>>>>

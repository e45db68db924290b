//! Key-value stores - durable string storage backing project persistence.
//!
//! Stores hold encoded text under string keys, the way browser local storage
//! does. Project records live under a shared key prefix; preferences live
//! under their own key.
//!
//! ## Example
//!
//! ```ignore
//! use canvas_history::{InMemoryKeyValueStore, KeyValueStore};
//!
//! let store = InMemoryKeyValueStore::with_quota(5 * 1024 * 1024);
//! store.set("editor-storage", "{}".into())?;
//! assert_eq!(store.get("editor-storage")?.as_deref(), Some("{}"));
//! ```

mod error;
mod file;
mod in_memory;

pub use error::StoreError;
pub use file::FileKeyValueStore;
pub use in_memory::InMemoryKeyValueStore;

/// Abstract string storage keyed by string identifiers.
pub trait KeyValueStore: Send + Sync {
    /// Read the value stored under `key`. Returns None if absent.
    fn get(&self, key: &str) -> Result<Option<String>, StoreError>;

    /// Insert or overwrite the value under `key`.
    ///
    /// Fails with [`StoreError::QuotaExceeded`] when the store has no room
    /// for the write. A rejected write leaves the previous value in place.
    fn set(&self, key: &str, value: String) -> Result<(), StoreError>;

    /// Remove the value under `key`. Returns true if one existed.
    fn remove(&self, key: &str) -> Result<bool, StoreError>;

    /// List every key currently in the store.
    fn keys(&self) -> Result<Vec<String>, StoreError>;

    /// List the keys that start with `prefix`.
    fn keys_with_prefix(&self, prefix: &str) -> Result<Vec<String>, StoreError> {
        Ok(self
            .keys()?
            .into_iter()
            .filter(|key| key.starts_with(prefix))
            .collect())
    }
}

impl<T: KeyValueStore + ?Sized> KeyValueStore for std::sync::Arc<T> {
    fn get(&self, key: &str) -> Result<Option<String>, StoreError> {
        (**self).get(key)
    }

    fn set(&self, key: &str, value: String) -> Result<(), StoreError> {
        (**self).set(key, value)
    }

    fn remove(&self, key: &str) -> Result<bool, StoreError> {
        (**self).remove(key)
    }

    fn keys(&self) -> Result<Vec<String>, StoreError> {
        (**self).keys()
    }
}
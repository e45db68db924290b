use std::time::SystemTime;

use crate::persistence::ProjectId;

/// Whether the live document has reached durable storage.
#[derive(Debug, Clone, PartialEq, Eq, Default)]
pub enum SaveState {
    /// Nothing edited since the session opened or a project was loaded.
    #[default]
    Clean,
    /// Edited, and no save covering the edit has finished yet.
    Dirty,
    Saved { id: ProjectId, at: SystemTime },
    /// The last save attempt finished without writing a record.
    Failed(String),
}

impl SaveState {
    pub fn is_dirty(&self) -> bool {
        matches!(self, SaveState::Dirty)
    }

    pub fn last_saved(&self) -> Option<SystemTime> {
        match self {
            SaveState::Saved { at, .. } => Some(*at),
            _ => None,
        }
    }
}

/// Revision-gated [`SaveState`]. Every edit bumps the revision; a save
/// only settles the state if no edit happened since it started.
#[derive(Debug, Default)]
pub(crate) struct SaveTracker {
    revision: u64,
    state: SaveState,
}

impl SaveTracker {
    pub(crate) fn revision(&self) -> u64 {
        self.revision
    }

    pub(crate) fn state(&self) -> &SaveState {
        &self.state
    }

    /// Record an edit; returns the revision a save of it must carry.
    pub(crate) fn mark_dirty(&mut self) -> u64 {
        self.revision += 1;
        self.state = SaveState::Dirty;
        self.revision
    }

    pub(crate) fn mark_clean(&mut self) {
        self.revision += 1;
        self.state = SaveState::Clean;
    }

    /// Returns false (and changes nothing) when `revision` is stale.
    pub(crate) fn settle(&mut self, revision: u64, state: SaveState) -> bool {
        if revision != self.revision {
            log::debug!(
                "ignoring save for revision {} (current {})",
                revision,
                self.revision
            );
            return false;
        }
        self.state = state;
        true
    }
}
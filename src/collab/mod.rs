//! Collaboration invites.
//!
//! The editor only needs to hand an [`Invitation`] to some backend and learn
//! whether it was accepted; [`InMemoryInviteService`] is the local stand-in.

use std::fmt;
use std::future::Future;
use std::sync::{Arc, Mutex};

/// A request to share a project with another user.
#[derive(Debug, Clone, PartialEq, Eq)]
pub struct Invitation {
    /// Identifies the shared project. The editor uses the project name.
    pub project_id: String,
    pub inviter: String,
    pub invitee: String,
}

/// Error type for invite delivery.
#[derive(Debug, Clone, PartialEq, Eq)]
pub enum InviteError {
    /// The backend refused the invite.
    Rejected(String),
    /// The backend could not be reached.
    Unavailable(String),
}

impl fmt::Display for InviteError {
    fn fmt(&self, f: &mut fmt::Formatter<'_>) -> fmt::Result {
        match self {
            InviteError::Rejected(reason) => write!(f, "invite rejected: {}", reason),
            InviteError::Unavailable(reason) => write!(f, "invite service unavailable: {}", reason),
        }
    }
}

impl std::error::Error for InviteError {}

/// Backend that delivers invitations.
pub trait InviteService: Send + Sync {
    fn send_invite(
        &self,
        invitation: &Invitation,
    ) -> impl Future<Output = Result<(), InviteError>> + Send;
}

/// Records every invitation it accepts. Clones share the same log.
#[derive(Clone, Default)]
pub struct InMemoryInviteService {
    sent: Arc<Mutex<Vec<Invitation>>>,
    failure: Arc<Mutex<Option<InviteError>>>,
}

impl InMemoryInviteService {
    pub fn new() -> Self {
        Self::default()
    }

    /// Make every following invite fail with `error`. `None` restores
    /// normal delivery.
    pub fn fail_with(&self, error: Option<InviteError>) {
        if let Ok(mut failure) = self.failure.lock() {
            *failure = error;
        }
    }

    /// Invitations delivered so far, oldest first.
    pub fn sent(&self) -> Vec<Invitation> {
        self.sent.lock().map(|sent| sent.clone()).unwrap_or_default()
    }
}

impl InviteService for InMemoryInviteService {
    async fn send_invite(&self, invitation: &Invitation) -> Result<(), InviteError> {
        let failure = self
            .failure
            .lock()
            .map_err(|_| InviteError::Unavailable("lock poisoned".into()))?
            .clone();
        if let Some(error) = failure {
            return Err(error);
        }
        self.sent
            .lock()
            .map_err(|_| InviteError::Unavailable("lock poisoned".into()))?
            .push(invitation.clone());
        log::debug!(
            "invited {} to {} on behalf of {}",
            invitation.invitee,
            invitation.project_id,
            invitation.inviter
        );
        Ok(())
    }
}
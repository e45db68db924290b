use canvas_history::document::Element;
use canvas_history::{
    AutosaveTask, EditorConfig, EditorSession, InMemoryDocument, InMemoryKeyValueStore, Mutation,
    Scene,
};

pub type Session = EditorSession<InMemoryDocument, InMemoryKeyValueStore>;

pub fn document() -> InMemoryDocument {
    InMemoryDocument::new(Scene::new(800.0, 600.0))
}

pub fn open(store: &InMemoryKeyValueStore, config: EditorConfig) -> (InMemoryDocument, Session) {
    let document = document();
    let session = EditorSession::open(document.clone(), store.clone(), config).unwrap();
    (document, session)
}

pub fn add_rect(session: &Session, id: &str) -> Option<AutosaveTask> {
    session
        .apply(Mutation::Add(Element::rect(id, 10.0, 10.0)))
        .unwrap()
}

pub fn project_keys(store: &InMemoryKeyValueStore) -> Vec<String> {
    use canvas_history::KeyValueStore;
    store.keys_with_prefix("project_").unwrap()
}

<<<<

Problem details: How many lines in the listing above contain "AutosaveTask"? Give the number and nothing else.

Response for this exercise: 2